DATASET EXCERPTS: Begin
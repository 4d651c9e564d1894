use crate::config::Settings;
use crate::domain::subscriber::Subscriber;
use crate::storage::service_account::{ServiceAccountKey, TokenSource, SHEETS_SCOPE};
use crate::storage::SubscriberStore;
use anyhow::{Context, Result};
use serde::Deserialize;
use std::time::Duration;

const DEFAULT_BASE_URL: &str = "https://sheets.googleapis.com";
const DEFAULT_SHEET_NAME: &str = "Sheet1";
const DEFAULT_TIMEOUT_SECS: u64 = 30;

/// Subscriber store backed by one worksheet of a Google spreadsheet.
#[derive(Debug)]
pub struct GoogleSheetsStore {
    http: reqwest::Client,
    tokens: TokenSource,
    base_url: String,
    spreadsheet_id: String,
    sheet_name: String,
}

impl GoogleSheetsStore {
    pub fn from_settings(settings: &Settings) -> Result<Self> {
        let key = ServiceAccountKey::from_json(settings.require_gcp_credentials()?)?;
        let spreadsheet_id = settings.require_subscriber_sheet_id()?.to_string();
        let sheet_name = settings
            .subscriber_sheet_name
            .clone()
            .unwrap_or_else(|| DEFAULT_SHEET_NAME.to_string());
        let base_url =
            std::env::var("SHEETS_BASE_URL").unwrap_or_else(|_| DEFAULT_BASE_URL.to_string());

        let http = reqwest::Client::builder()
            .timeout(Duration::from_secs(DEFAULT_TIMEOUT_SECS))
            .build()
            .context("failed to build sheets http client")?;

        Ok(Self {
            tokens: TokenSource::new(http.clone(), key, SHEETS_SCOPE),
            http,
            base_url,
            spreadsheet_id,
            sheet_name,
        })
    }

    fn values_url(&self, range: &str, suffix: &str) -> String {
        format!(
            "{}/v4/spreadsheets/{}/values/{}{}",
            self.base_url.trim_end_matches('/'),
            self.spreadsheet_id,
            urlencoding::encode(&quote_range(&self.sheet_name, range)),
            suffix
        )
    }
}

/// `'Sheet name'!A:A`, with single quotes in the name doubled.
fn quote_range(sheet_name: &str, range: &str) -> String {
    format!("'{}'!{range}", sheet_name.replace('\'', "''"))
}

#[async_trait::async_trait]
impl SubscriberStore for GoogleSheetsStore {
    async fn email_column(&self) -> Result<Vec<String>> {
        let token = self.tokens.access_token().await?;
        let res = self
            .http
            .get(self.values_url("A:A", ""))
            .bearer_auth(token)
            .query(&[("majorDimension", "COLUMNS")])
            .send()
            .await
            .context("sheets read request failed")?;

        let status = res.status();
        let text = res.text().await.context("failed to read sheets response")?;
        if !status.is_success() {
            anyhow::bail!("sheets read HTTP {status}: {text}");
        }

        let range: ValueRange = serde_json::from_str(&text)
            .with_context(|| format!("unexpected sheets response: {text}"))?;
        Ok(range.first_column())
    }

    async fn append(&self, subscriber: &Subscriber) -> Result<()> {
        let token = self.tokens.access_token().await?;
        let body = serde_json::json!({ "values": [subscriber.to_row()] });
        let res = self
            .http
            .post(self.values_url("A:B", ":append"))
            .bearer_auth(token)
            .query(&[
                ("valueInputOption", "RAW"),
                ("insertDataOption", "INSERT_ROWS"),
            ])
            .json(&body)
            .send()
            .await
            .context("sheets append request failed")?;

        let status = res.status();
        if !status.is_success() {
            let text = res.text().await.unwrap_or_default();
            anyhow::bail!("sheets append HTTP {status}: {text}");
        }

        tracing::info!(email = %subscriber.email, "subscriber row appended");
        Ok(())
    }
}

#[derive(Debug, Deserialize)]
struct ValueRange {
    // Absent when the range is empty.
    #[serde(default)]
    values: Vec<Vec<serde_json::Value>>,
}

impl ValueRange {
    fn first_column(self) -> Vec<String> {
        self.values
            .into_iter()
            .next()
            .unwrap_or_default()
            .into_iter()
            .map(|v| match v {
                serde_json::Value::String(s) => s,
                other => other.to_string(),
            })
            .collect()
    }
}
DATASET EXCERPTS: End
DATASET EXCERPTS: Begin
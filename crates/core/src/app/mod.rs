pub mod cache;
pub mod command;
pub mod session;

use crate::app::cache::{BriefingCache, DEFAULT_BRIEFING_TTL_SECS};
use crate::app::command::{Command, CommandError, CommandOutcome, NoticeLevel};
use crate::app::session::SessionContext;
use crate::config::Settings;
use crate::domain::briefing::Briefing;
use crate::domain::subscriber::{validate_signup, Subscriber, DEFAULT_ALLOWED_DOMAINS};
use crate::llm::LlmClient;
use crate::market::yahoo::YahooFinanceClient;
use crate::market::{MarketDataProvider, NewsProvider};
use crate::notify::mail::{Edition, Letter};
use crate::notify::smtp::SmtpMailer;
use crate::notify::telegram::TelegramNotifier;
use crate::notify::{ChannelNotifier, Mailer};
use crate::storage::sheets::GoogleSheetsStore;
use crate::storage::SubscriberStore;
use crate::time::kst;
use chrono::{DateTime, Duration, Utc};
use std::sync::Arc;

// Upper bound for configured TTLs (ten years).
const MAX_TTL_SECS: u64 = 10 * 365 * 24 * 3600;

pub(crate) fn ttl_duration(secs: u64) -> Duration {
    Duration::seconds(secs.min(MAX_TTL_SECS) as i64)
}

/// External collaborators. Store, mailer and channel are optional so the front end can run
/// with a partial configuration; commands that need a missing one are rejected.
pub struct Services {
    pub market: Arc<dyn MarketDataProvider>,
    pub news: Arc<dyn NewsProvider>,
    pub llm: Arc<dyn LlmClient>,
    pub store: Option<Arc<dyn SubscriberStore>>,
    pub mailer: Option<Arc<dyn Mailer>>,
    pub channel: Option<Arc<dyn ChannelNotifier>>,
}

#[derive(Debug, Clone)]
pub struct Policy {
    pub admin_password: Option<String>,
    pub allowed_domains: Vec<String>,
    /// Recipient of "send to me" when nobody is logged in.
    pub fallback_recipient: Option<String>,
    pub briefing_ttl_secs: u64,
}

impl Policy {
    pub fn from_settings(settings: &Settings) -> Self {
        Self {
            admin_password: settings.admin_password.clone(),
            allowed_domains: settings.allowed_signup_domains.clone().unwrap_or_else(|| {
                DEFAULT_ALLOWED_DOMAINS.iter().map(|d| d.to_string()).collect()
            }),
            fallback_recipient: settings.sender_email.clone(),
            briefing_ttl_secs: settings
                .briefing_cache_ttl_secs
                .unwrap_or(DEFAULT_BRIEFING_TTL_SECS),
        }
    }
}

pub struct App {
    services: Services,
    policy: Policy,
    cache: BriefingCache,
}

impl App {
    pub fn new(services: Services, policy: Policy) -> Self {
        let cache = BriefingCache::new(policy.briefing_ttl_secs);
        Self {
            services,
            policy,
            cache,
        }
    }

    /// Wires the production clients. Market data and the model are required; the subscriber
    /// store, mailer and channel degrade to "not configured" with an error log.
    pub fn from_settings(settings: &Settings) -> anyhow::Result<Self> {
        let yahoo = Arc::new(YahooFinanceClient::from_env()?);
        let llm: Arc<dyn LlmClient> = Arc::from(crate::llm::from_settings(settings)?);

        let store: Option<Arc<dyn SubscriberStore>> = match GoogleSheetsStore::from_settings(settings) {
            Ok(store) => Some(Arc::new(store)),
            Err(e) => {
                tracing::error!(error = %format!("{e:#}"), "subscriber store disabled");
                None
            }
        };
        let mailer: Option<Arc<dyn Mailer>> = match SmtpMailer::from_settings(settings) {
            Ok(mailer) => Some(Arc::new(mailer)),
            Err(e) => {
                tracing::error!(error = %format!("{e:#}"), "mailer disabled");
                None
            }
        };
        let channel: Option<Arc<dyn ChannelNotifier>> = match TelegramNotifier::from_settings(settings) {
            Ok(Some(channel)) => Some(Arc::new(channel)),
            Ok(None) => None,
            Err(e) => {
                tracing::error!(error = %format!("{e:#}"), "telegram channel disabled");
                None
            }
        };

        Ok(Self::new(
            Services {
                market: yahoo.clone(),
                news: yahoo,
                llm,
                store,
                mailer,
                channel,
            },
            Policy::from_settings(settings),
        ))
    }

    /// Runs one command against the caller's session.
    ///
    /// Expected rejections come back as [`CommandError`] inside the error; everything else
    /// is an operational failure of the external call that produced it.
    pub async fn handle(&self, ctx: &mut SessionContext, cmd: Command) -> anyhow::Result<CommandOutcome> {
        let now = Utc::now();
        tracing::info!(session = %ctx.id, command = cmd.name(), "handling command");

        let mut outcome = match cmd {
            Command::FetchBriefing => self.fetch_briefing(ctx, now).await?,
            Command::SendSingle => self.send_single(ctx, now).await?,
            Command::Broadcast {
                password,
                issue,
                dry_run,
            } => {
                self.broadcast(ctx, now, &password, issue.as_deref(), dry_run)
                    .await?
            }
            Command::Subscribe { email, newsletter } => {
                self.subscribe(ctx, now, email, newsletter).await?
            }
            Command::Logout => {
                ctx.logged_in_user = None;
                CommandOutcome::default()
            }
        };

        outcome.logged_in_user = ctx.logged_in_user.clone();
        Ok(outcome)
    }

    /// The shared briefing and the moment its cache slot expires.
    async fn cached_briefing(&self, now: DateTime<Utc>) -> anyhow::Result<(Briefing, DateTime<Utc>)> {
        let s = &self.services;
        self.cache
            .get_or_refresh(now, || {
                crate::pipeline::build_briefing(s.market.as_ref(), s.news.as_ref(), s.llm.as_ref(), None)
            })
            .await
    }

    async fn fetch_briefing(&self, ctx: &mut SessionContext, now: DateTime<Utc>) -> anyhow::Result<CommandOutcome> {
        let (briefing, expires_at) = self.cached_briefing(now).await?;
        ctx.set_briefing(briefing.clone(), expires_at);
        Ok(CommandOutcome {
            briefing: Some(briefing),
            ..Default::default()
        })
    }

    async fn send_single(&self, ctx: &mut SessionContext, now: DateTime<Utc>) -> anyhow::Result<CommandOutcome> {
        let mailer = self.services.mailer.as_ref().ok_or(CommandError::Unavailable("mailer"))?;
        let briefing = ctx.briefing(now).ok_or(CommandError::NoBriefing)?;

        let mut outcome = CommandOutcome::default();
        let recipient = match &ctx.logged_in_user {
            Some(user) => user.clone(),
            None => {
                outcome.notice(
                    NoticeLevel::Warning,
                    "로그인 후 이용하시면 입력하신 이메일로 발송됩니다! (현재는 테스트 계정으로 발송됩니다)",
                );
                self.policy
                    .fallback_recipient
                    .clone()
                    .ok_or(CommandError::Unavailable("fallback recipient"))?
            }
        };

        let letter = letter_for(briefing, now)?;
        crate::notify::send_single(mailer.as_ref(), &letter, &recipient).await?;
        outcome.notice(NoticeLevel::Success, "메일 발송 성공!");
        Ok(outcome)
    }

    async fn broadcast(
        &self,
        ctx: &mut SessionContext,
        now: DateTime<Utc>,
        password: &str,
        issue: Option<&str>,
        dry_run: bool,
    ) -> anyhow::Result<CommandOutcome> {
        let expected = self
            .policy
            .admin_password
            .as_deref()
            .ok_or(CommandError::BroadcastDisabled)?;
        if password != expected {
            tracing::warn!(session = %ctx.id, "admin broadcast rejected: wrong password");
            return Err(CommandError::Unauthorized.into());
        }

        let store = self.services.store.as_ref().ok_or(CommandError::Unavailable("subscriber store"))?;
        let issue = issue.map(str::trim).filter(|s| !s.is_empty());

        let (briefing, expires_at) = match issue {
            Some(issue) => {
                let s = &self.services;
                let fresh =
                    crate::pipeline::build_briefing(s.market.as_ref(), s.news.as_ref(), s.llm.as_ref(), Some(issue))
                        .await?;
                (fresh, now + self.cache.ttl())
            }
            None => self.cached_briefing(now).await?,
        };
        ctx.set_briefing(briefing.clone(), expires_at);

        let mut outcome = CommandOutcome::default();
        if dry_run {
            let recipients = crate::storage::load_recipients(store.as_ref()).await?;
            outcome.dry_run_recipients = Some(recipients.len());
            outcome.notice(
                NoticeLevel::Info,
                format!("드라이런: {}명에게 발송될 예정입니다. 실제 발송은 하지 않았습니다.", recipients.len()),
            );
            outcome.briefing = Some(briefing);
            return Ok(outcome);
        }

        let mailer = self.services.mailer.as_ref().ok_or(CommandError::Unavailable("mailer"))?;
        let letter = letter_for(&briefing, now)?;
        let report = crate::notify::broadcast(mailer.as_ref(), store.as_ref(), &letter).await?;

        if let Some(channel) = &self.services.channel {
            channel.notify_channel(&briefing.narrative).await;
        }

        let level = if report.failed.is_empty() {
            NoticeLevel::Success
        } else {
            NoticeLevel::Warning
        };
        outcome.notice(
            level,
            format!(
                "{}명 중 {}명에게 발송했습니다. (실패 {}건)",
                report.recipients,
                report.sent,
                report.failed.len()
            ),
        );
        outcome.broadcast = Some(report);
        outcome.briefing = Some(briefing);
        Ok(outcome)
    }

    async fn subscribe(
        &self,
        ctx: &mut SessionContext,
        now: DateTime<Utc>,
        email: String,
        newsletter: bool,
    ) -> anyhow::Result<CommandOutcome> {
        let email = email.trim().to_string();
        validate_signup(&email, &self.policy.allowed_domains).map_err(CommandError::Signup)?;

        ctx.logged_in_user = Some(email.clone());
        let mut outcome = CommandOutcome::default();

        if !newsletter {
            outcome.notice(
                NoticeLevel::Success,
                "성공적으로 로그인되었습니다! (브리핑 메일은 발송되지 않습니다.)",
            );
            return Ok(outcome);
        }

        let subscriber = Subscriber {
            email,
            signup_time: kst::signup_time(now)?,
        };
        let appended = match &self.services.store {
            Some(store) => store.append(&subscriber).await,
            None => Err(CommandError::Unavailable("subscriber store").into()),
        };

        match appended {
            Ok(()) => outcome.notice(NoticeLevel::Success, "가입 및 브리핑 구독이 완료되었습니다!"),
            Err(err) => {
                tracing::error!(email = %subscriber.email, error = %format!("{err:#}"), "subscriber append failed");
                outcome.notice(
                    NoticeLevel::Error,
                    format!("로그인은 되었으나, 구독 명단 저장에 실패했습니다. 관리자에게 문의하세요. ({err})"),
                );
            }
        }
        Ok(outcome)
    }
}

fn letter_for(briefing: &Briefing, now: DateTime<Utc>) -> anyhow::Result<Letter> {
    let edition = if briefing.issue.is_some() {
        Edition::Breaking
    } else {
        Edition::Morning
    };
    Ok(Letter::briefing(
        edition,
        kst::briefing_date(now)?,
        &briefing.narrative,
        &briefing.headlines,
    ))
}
DATASET EXCERPTS: End
| WHAT YOU ARE ASKED TO DO |
A single figure is required: the number of lines above in which the string "reqwest" appears.

| TASK RESPONSE |
2